Flutter Slivers: How Scrolling Works

Flutter Slivers: How Scrolling Works

This article covers how scrolling works, the differences between various scroll widgets, techniques for building efficient layouts with slivers, and common mistakes to avoid when working with lists.

Table of Contents

  1. Box and Sliver Protocols
  2. How Scroll Works
  3. When to use Slivers
  4. Structuring Sliver Widgets
  5. Common Mistakes

Box and Sliver Protocols

Flutter uses widgets to create elements, which in turn create render objects. Render objects are the core classes responsible for layout and painting on the screen.

Differences between widgets hierarchy, element and render trees

However, not every widget directly corresponds to a render object.

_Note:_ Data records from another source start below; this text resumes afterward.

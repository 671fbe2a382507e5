//! Render configuration
//!
//! Everything that shapes a generated document lives in [`RenderConfig`],
//! which is built once per batch and passed by reference to the renderer.
//! Configs can be loaded from YAML; missing keys fall back to defaults.

use crate::error::{ConvertError, ConvertResult};
use serde::{Deserialize, Serialize};
use std::fmt;
use std::path::{Path, PathBuf};
use std::str::FromStr;

/// Points per inch
pub const INCH: f32 = 72.0;

pub const DEFAULT_PREFIX: &str = "row";
pub const DEFAULT_OUTPUT_DIR: &str = "pdf_output";
pub const ARTIFACT_EXTENSION: &str = "pdf";
/// Space reserved under the title before the table starts
pub const TITLE_SPACING: f32 = 30.0;

//==============================================================================
// Page Geometry
//==============================================================================

/// Page dimensions, in points
#[derive(Debug, Clone, Copy, PartialEq, Serialize, Deserialize)]
#[serde(untagged)]
pub enum PageSize {
    Named(NamedPageSize),
    Custom { width: f32, height: f32 },
}

#[derive(Debug, Clone, Copy, PartialEq, Eq, Serialize, Deserialize)]
#[serde(rename_all = "lowercase")]
pub enum NamedPageSize {
    A4,
    Letter,
    Legal,
}

impl PageSize {
    pub const A4: PageSize = PageSize::Named(NamedPageSize::A4);
    pub const LETTER: PageSize = PageSize::Named(NamedPageSize::Letter);
    pub const LEGAL: PageSize = PageSize::Named(NamedPageSize::Legal);

    /// (width, height) in points
    pub fn dimensions(&self) -> (f32, f32) {
        match self {
            PageSize::Named(NamedPageSize::A4) => (595.2756, 841.8898),
            PageSize::Named(NamedPageSize::Letter) => (612.0, 792.0),
            PageSize::Named(NamedPageSize::Legal) => (612.0, 1008.0),
            PageSize::Custom { width, height } => (*width, *height),
        }
    }
}

impl Default for PageSize {
    fn default() -> Self {
        PageSize::A4
    }
}

impl FromStr for PageSize {
    type Err = ConvertError;

    fn from_str(s: &str) -> Result<Self, Self::Err> {
        match s.trim().to_lowercase().as_str() {
            "a4" => Ok(PageSize::A4),
            "letter" => Ok(PageSize::LETTER),
            "legal" => Ok(PageSize::LEGAL),
            other => Err(ConvertError::Config(format!(
                "Unknown page size '{}' (expected a4, letter or legal)",
                other
            ))),
        }
    }
}

#[derive(Debug, Clone, Copy, PartialEq, Serialize, Deserialize)]
#[serde(default)]
pub struct Margins {
    pub left: f32,
    pub right: f32,
    pub top: f32,
    pub bottom: f32,
}

impl Default for Margins {
    fn default() -> Self {
        Self {
            left: INCH,
            right: INCH,
            top: INCH,
            bottom: 18.0,
        }
    }
}

//==============================================================================
// Fonts & Colors
//==============================================================================

/// Standard PDF Type1 families (no embedding needed)
#[derive(Debug, Clone, Copy, PartialEq, Eq, Serialize, Deserialize)]
#[serde(rename_all = "lowercase")]
pub enum FontFamily {
    Helvetica,
    Courier,
}

impl FontFamily {
    pub fn regular_name(&self) -> &'static [u8] {
        match self {
            FontFamily::Helvetica => b"Helvetica",
            FontFamily::Courier => b"Courier",
        }
    }

    pub fn bold_name(&self) -> &'static [u8] {
        match self {
            FontFamily::Helvetica => b"Helvetica-Bold",
            FontFamily::Courier => b"Courier-Bold",
        }
    }
}

#[derive(Debug, Clone, Copy, PartialEq, Serialize, Deserialize)]
#[serde(default)]
pub struct FontConfig {
    pub family: FontFamily,
    pub size: f32,
    pub title_size: f32,
}

impl Default for FontConfig {
    fn default() -> Self {
        Self {
            family: FontFamily::Helvetica,
            size: 10.0,
            title_size: 16.0,
        }
    }
}

/// RGB color, serialized as `#RRGGBB`
#[derive(Debug, Clone, Copy, PartialEq, Eq)]
pub struct Color {
    pub r: u8,
    pub g: u8,
    pub b: u8,
}

impl Color {
    pub const BLACK: Color = Color::rgb(0, 0, 0);
    pub const WHITE: Color = Color::rgb(255, 255, 255);
    pub const LIGHT_GREY: Color = Color::rgb(0xD3, 0xD3, 0xD3);

    pub const fn rgb(r: u8, g: u8, b: u8) -> Self {
        Self { r, g, b }
    }

    /// Components in 0.0..=1.0, as PDF color operators expect
    pub fn to_unit(self) -> (f32, f32, f32) {
        (
            self.r as f32 / 255.0,
            self.g as f32 / 255.0,
            self.b as f32 / 255.0,
        )
    }
}

impl FromStr for Color {
    type Err = ConvertError;

    fn from_str(s: &str) -> Result<Self, Self::Err> {
        let hex = s.trim().trim_start_matches('#');
        let invalid = || ConvertError::Config(format!("Invalid color '{}' (expected #RRGGBB)", s));
        if hex.len() != 6 || !hex.is_ascii() {
            return Err(invalid());
        }
        let channel = |i: usize| u8::from_str_radix(&hex[i..i + 2], 16).map_err(|_| invalid());
        Ok(Color::rgb(channel(0)?, channel(2)?, channel(4)?))
    }
}

impl fmt::Display for Color {
    fn fmt(&self, f: &mut fmt::Formatter<'_>) -> fmt::Result {
        write!(f, "#{:02X}{:02X}{:02X}", self.r, self.g, self.b)
    }
}

impl Serialize for Color {
    fn serialize<S: serde::Serializer>(&self, serializer: S) -> Result<S::Ok, S::Error> {
        serializer.serialize_str(&self.to_string())
    }
}

impl<'de> Deserialize<'de> for Color {
    fn deserialize<D: serde::Deserializer<'de>>(deserializer: D) -> Result<Self, D::Error> {
        let s = String::deserialize(deserializer)?;
        s.parse().map_err(serde::de::Error::custom)
    }
}

#[derive(Debug, Clone, Copy, PartialEq, Serialize, Deserialize)]
#[serde(default)]
pub struct ColorScheme {
    /// Field-name column background
    pub label_background: Color,
    /// Value column background
    pub value_background: Color,
    pub text: Color,
    pub border: Color,
}

impl Default for ColorScheme {
    fn default() -> Self {
        Self {
            label_background: Color::LIGHT_GREY,
            value_background: Color::WHITE,
            text: Color::BLACK,
            border: Color::BLACK,
        }
    }
}

//==============================================================================
// RenderConfig
//==============================================================================

#[derive(Debug, Clone, PartialEq, Serialize, Deserialize)]
#[serde(default)]
pub struct RenderConfig {
    pub output_dir: PathBuf,
    pub prefix: String,
    pub page_size: PageSize,
    pub margins: Margins,
    pub font: FontConfig,
    pub colors: ColorScheme,
    /// Padding on the top, left and right of each cell
    pub cell_padding: f32,
    /// Padding below the last line of each cell
    pub cell_padding_bottom: f32,
    pub border_width: f32,
}

impl Default for RenderConfig {
    fn default() -> Self {
        Self {
            output_dir: PathBuf::from(DEFAULT_OUTPUT_DIR),
            prefix: DEFAULT_PREFIX.to_string(),
            page_size: PageSize::default(),
            margins: Margins::default(),
            font: FontConfig::default(),
            colors: ColorScheme::default(),
            cell_padding: 6.0,
            cell_padding_bottom: 12.0,
            border_width: 1.0,
        }
    }
}

impl RenderConfig {
    pub fn new<P: AsRef<Path>>(output_dir: P, prefix: &str) -> Self {
        Self {
            output_dir: output_dir.as_ref().to_path_buf(),
            prefix: prefix.to_string(),
            ..Self::default()
        }
    }

    /// Load a config from a YAML file. Unspecified keys keep their defaults.
    pub fn from_yaml_file<P: AsRef<Path>>(path: P) -> ConvertResult<Self> {
        let path = path.as_ref();
        let content = std::fs::read_to_string(path).map_err(|e| {
            ConvertError::Config(format!("Cannot read config '{}': {}", path.display(), e))
        })?;
        let config = Self::from_yaml_str(&content)?;
        tracing::debug!(path = %path.display(), "loaded render config");
        Ok(config)
    }

    pub fn from_yaml_str(yaml: &str) -> ConvertResult<Self> {
        let config: RenderConfig = serde_yaml::from_str(yaml)?;
        config.validate()?;
        Ok(config)
    }

    pub fn with_output_dir<P: AsRef<Path>>(mut self, output_dir: P) -> Self {
        self.output_dir = output_dir.as_ref().to_path_buf();
        self
    }

    pub fn with_prefix(mut self, prefix: &str) -> Self {
        self.prefix = prefix.to_string();
        self
    }

    pub fn with_page_size(mut self, page_size: PageSize) -> Self {
        self.page_size = page_size;
        self
    }

    /// Reject geometry that leaves no room to draw
    pub fn validate(&self) -> ConvertResult<()> {
        let (width, height) = self.page_size.dimensions();
        if width <= 0.0 || height <= 0.0 {
            return Err(ConvertError::Config(format!(
                "Page size must be positive, got {}x{}",
                width, height
            )));
        }
        let m = &self.margins;
        if [m.left, m.right, m.top, m.bottom].iter().any(|v| *v < 0.0) {
            return Err(ConvertError::Config("Margins cannot be negative".to_string()));
        }
        if self.usable_width() <= 0.0 || self.usable_height() <= 0.0 {
            return Err(ConvertError::Config(
                "Margins leave no printable area".to_string(),
            ));
        }
        if self.font.size <= 0.0 || self.font.title_size <= 0.0 {
            return Err(ConvertError::Config("Font sizes must be positive".to_string()));
        }
        if self.cell_padding < 0.0 || self.cell_padding_bottom < 0.0 || self.border_width < 0.0 {
            return Err(ConvertError::Config(
                "Padding and border width cannot be negative".to_string(),
            ));
        }
        if self.usable_width() <= 2.0 * self.cell_padding {
            return Err(ConvertError::Config(format!(
                "Printable width {:.1}pt leaves no room inside {:.1}pt cell padding",
                self.usable_width(),
                self.cell_padding
            )));
        }
        let needed = self.title_block_height() + self.min_cell_height();
        if self.usable_height() < needed {
            return Err(ConvertError::Config(format!(
                "Printable height {:.1}pt cannot hold the title and one table line ({:.1}pt)",
                self.usable_height(),
                needed
            )));
        }
        if self.prefix.contains(['/', '\\']) {
            return Err(ConvertError::Config(format!(
                "Filename prefix '{}' cannot contain path separators",
                self.prefix
            )));
        }
        Ok(())
    }

    pub fn usable_width(&self) -> f32 {
        let (width, _) = self.page_size.dimensions();
        width - self.margins.left - self.margins.right
    }

    pub fn usable_height(&self) -> f32 {
        let (_, height) = self.page_size.dimensions();
        height - self.margins.top - self.margins.bottom
    }

    /// Vertical distance between two lines of cell text
    pub fn line_height(&self) -> f32 {
        self.font.size * 1.2
    }

    /// Height of the title line plus the gap before the table
    pub fn title_block_height(&self) -> f32 {
        self.font.title_size * 1.2 + TITLE_SPACING
    }

    /// Height of a cell holding a single line of text
    pub fn min_cell_height(&self) -> f32 {
        self.cell_padding + self.cell_padding_bottom + self.line_height()
    }

    /// Deterministic artifact name for a 1-based record index.
    ///
    /// Zero-padded to three digits; wider indices widen the field.
    pub fn artifact_name(&self, index: usize) -> String {
        format!("{}_{:03}.{}", self.prefix, index, ARTIFACT_EXTENSION)
    }

    pub fn artifact_path(&self, index: usize) -> PathBuf {
        self.output_dir.join(self.artifact_name(index))
    }
}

Stateless and Stateful widgets serve as wrappers—they delegate layout and painting responsibilities to their child widgets.

Box Protocol

The box protocol is the most commonly used layout model in Flutter. When you create a column, a row, a decorated box, or an image, you are using box protocol. Box widgets use 2D Cartesian coordinate system (x and y, see Offset).

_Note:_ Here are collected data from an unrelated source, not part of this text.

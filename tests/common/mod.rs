//! Workbook fixtures shared by the integration tests

#![allow(dead_code)]

use rust_xlsxwriter::{ExcelDateTime, Format, Workbook};
use std::path::Path;

/// A cell to write into a fixture sheet
pub enum Cell {
    Text(&'static str),
    Number(f64),
    Bool(bool),
    Date(u16, u8, u8),
    Blank,
}

/// Write a workbook with one sheet per `(name, header, rows)` entry
pub fn write_workbook(path: &Path, sheets: Vec<(&str, Vec<&str>, Vec<Vec<Cell>>)>) {
    let mut workbook = Workbook::new();
    let date_format = Format::new().set_num_format("yyyy-mm-dd");

    for (name, header, rows) in sheets {
        let worksheet = workbook.add_worksheet();
        worksheet.set_name(name).unwrap();

        for (col, title) in header.iter().enumerate() {
            worksheet.write_string(0, col as u16, *title).unwrap();
        }

        for (r, row) in rows.iter().enumerate() {
            let r = r as u32 + 1;
            for (c, cell) in row.iter().enumerate() {
                let c = c as u16;
                match cell {
                    Cell::Text(s) => {
                        worksheet.write_string(r, c, *s).unwrap();
                    }
                    Cell::Number(n) => {
                        worksheet.write_number(r, c, *n).unwrap();
                    }
                    Cell::Bool(b) => {
                        worksheet.write_boolean(r, c, *b).unwrap();
                    }
                    Cell::Date(y, m, d) => {
                        let date = ExcelDateTime::from_ymd(*y, *m, *d).unwrap();
                        worksheet
                            .write_datetime_with_format(r, c, &date, &date_format)
                            .unwrap();
                    }
                    Cell::Blank => {}
                }
            }
        }
    }

    workbook.save(path).unwrap();
}

/// Five-person sheet; row 3's Name cannot be encoded by the PDF fonts
pub fn people_with_bad_row(path: &Path) {
    write_workbook(
        path,
        vec![(
            "People",
            vec!["Name", "Email", "Age"],
            vec![
                vec![Cell::Text("Ann"), Cell::Text("ann@example.com"), Cell::Number(31.0)],
                vec![Cell::Text("Bob"), Cell::Blank, Cell::Number(45.0)],
                vec![Cell::Text("王小明"), Cell::Text("wang@example.com"), Cell::Number(27.0)],
                vec![Cell::Text("Dee"), Cell::Text("dee@example.com"), Cell::Number(52.5)],
                vec![Cell::Text("Eve"), Cell::Text("eve@example.com"), Cell::Number(38.0)],
            ],
        )],
    );
}

/// Count occurrences of `needle` in `haystack`
pub fn count(haystack: &[u8], needle: &[u8]) -> usize {
    haystack.windows(needle.len()).filter(|w| *w == needle).count()
}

Box-based widgets use BoxConstraints, which define minimum and maximum width and height values. The layout process follows a simple rule:

Constraints go down, sizes go up, and the parent sets the child's position.
Constraints go down, sizes go up

Imagine a widget tree Scaffold > Center > SizedBox > ColoredBox. During the layout phase, constraints flow from parent to child, and each widget determines its size. Here’s how the layout works for this widget tree, simplified:

  1. Scaffold receives viewport constraints (400x800)
  2. These constraints flow down to the Center
  3. SizedBox returns its size (200x200)
  4. Center positions SizedBox at x:100, y:300

For more information about BoxConstraints, see Understanding constraints.

Sliver Protocol

Unlike the box protocol, the sliver protocol is designed specifically for scrolling layouts.